Scan the entries and copy each line where the word "InlineLoader" is present.

### DATA FOR THIS TASK
'''
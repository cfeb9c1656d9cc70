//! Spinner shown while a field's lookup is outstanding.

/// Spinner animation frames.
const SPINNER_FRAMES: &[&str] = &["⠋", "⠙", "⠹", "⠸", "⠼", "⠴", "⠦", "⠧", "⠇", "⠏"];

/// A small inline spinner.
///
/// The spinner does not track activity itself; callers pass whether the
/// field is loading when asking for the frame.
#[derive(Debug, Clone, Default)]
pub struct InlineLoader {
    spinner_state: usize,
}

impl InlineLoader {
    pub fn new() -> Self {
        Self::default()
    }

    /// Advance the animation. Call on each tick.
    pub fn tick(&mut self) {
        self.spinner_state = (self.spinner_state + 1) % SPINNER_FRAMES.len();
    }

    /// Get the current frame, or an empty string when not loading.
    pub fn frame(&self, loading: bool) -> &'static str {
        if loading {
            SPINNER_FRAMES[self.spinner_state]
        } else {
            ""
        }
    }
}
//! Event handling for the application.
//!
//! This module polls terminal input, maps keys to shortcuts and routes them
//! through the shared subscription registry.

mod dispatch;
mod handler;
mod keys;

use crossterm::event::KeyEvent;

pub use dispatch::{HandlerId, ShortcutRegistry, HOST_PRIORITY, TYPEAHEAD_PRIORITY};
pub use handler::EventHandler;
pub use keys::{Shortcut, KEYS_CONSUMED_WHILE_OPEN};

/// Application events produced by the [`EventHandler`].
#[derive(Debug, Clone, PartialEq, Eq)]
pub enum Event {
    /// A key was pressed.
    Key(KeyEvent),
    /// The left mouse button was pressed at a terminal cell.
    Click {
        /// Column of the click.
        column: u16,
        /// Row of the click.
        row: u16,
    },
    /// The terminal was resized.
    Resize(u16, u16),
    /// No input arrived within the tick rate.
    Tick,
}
'''
### SOLUTION FOR THIS TASK
pub struct InlineLoader {
impl InlineLoader {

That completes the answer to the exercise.